As a consequence, there are a considerable number of DMD/BMD patients in whom no causative mutation has been identified. This impacts on genetic diagnosis, genetic prognosis, clinical confirmation, carrier detection, prenatal diagnosis and genetic counselling for the families involved.
Furthermore, the recent opportunities in terms of innovative therapeutic approaches [4, 5] highlight the relevance for patients and families of obtaining a correct molecular diagnosis, which is required in order to be included in innovative trials. Indeed the increased availability of experimental but highly mutation specific therapies, summarised in the concept of "personalised medicine" [6, 7], makes the identification of private mutations in the DMD gene necessary to be eligible for these trials.
In the last few years genome scanning technologies have enabled the detection of previously unrecognised large (>1 kb) copy-number variations (CNVs) in human DNA. While many of these variants do exist as polymorphisms, some of them can change the copy number of critical genes or genomic regions, or alter gene regulation and underlie monogenic disorders, developmental abnormalities and a variety of complex genetic disorders [8–11].

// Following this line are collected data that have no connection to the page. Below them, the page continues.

//! Open-set recognition head over swappable image backbones.
//!
//! Pools a backbone's feature map, projects it into an embedding space,
//! and measures every embedding against one learnable centroid per known
//! class. The resulting similarities, distances and energy scores are what
//! downstream code uses to decide between a known class and "unknown".
//!
//! # Architecture
//!
//! - **Backbone**: capability trait over catalog networks (`LeNetPlus`,
//!   `LeNetGAP`, `ResNet8/18/34`) or injected feature extractors
//! - **probe**: resolves the backbone's output width
//! - **EmbeddingTransform**: identity, shallow or bottleneck projection
//! - **CentroidBank**: learnable class centroids
//! - **MetricEngine**: dot-product / cosine / normweight similarity and
//!   l1 / l2 / cosine distance, optionally scaled
//! - **GenerativeCalibrator**: optional source of synthetic pooled features
//! - **OpenSetHead**: runs the pipeline and returns a [`MetricRecord`]
//!
//! # Example
//!
//! ```rust,no_run
//! use candle_core::{Device, Tensor};
//! use openset_head::{HeadConfig, OpenSetHead};
//!
//! # fn main() -> Result<(), Box<dyn std::error::Error>> {
//! let config = HeadConfig {
//!     embed_dim: Some(64),
//!     ..HeadConfig::new(10)
//! };
//! let head = OpenSetHead::new(config, &Device::Cpu)?;
//! let images = Tensor::rand(0f32, 1f32, (10, 3, 32, 32), &Device::Cpu)?;
//! let record = head.forward(&images)?;
//! assert_eq!(record.embed_fea.dims(), &[10, 64]);
//! assert!(record.embed_gen.is_none());
//! # Ok(())
//! # }
//! ```

pub mod backbone;
pub mod calibrator;
pub mod centroids;
pub mod config;
pub mod embedding;
pub mod error;
pub mod head;
pub mod metrics;
pub mod probe;
pub mod stub;

pub use backbone::{Backbone, BackboneKind, LayerNode};
pub use calibrator::{CalibrationStats, GaussianCalibrator, GenerativeCalibrator};
pub use centroids::{CentroidBank, CentroidInit};
pub use config::HeadConfig;
pub use embedding::{EmbeddingStyle, EmbeddingTransform};
pub use error::{OpenSetError, OpenSetResult};
pub use head::{MetricRecord, OpenSetHead, OpenSetHeadBuilder, RecordSummary, RECORD_KEYS};
pub use metrics::{DistanceKind, MetricEngine, SimilarityKind};
pub use stub::{StubBackbone, StubCalibrator};
/// Extractors whose rejections use the API error format
///
/// Axum's own `Json` and `Path` reject with plain-text bodies. These
/// wrappers run the same extraction and turn the rejection into an
/// [`ApiError`], so malformed JSON or a non-UUID path segment answers with
/// the usual `{error, message}` body and a 400 status.

use crate::error::ApiError;
use axum::{
    extract::{
        rejection::{JsonRejection, PathRejection},
        FromRequest, FromRequestParts,
    },
    response::{IntoResponse, Response},
};
use serde::Serialize;

/// `axum::Json` with API-formatted rejections
#[derive(Debug, FromRequest)]
#[from_request(via(axum::Json), rejection(ApiError))]
pub struct ApiJson<T>(pub T);

impl<T: Serialize> IntoResponse for ApiJson<T> {
    fn into_response(self) -> Response {
        axum::Json(self.0).into_response()
    }
}

/// `axum::extract::Path` with API-formatted rejections
#[derive(Debug, FromRequestParts)]
#[from_request(via(axum::extract::Path), rejection(ApiError))]
pub struct ApiPath<T>(pub T);

impl From<JsonRejection> for ApiError {
    fn from(rejection: JsonRejection) -> Self {
        ApiError::BadRequest(rejection.body_text())
    }
}

impl From<PathRejection> for ApiError {
    fn from(rejection: PathRejection) -> Self {
        ApiError::BadRequest(format!("Invalid path parameter: {}", rejection.body_text()))
    }
}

Therefore there is a wide consensus on the potential of array-CGH to determine CNVs for research and clinical purposes, in terms of providing robust and precise measurement of CNVs, scalability and very high resolution .
Although CGH was initially considered as a strategy for improving cytogenetic resolution by detecting fine chromosome imbalances [13, 14], recently other applications have been envisaged such as cancer studies , complex syndromes, mental retardation, Mendelian disorders and polygenic traits .
The flexibility of CGH arrays is also due to the availability of both commercial and custom arrays, which are designed on demand, therefore it is possible to investigate any region of interest with the appropriate resolution.
Dhami et al.  designed a single strand PCR-based CGH array in order to detect exon deletions/duplications in a few genes, including DMD.
This strategy demonstrated the ability to identify CNVs, however, in the same way as MLPA and other techniques, it only investigated coding regions.
We have applied the CGH technique in a novel full-gene approach which investigates the presence of CNVs in the entire genomic region of the DMD gene. Our custom designed high density-comparative genomic hybridisation array (DMD-CGH) based on in situ synthesis of 60 mer probes with intervals of 260 bp, allowed us to obtain a full map of CNVs in the gene, including the non coding regions which have not been investigated previously.
Our studies allowed us to validate our array for accurately detecting previously identified rearrangements, to define intronic breakpoints precisely and to identify three pathogenic purely intronic CNVs. We corroborated the CGH studies by RNA analysis, therefore validating the significance of the gene imbalances identified. Transcription analysis of the full DMD transcript furthermore disclosed three rare splicing mutations due to small intronic changes, missed by the CGH analysis.